• **Problem details**
Pull every line containing "crate" from the listing.

• **Available data**
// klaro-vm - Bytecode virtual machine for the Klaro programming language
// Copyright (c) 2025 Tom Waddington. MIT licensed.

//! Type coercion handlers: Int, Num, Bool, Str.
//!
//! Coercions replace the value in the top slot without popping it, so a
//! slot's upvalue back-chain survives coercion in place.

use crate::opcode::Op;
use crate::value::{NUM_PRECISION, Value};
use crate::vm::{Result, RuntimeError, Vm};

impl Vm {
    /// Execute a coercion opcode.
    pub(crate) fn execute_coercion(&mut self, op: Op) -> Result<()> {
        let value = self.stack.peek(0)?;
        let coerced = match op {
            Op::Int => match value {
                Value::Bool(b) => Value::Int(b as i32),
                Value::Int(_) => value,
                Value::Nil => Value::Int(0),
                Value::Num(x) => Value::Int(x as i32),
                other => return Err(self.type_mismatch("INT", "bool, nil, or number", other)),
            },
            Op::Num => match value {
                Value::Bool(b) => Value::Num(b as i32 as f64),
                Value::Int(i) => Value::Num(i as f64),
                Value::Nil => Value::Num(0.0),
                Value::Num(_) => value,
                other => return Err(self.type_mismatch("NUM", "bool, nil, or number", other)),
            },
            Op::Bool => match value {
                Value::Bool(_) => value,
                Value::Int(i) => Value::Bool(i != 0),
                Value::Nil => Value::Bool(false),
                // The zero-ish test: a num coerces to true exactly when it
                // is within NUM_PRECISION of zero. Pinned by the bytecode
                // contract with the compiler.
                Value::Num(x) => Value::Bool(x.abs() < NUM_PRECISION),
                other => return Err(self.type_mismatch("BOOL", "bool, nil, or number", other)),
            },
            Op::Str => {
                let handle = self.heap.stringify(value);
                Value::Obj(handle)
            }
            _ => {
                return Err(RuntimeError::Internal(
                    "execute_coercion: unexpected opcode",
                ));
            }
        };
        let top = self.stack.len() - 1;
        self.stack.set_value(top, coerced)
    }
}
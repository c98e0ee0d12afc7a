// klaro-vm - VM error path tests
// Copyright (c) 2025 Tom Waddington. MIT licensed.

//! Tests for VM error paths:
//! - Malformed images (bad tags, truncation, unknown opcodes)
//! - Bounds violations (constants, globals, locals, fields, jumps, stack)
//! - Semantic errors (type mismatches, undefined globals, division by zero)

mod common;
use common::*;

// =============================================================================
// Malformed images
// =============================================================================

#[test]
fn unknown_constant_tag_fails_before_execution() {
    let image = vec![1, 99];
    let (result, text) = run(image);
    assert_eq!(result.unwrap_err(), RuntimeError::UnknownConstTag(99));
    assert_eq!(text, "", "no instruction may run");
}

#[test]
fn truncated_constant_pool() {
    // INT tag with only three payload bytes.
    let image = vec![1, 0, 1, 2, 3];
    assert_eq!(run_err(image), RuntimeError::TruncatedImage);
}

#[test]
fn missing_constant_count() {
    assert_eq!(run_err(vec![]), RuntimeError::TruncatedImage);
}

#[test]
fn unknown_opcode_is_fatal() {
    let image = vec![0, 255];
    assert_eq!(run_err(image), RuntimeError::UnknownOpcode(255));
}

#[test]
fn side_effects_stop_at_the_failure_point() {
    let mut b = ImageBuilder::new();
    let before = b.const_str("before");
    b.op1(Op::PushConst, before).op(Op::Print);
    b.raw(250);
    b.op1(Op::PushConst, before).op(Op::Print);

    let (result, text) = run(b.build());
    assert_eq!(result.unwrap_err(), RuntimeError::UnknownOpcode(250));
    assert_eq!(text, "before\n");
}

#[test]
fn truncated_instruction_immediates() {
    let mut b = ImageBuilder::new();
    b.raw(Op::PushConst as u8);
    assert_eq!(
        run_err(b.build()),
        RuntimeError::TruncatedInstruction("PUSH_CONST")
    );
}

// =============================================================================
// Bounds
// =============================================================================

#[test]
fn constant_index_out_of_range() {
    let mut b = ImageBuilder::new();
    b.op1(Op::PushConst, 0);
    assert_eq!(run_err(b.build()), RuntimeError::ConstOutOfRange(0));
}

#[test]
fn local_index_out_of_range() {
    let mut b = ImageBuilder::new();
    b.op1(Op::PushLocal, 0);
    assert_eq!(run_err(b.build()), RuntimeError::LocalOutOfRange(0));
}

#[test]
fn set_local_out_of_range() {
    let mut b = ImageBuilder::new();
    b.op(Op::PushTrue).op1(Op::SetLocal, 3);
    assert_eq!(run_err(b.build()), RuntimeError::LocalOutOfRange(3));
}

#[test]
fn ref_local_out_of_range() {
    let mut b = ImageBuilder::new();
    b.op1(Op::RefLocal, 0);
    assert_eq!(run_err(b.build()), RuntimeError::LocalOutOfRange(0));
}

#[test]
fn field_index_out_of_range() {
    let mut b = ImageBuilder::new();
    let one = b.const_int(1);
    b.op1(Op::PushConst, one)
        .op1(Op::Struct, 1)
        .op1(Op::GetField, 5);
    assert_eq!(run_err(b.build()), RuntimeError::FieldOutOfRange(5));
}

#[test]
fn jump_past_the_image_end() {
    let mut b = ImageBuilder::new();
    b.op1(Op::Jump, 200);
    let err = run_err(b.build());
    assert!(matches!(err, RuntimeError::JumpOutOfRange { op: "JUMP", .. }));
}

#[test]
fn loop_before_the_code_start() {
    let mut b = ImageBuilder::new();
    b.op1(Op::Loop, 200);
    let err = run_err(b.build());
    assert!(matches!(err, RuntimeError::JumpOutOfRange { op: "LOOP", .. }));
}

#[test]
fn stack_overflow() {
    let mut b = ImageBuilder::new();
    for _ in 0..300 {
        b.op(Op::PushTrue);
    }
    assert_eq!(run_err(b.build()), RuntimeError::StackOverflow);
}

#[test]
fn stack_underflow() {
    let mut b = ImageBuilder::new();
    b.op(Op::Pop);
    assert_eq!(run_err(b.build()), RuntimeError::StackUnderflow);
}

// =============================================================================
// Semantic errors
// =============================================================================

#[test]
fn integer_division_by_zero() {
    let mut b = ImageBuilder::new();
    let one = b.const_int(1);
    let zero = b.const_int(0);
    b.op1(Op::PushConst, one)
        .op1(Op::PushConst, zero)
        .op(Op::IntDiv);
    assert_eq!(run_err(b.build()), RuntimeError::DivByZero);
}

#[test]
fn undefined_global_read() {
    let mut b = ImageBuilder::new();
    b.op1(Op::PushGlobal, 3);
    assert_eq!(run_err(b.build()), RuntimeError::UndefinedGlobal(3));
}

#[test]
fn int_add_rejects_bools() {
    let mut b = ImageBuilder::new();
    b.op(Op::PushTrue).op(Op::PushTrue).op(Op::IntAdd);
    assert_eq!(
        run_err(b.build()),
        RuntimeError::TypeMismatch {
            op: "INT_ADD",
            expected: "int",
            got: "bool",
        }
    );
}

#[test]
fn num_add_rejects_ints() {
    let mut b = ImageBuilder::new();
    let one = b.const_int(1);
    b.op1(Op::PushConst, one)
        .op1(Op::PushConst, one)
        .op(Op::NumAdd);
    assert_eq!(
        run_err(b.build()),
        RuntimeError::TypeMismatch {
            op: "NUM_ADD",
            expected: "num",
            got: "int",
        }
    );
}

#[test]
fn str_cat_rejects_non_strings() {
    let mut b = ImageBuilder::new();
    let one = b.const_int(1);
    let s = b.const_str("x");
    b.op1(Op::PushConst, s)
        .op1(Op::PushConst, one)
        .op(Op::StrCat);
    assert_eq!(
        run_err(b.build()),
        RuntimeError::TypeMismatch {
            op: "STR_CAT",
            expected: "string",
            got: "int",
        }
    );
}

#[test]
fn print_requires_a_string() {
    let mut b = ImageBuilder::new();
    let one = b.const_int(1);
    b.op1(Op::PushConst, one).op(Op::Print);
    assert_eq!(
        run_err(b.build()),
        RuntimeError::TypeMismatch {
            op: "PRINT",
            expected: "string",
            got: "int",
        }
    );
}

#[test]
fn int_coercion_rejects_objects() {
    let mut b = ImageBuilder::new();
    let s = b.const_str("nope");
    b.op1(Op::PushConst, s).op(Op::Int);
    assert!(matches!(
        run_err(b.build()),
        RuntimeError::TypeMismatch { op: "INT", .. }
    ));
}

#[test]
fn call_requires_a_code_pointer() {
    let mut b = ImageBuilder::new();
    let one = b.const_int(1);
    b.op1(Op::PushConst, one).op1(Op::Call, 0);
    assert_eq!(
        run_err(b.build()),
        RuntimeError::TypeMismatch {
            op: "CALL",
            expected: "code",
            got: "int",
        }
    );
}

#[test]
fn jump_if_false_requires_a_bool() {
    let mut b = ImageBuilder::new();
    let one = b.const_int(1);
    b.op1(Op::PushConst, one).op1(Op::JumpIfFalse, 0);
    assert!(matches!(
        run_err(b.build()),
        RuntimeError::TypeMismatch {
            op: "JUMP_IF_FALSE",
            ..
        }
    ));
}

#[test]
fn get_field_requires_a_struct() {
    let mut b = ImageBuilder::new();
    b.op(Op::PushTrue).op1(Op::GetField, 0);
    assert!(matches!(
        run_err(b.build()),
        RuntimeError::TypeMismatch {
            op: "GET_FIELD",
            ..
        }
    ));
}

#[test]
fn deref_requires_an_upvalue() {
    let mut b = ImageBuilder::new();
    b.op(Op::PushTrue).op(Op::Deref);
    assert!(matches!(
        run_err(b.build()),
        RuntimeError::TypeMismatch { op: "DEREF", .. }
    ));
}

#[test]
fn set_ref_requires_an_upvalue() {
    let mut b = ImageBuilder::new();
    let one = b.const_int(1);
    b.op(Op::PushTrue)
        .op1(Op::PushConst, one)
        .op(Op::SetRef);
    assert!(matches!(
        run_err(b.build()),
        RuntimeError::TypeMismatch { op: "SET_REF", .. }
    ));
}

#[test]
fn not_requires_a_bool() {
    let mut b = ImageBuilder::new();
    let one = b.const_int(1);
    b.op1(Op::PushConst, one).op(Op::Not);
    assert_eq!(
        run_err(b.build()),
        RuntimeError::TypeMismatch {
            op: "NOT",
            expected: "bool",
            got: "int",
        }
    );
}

• **Task result**
use crate::opcode::Op;
use crate::value::{NUM_PRECISION, Value};
use crate::vm::{Result, RuntimeError, Vm};
    pub(crate) fn execute_coercion(&mut self, op: Op) -> Result<()> {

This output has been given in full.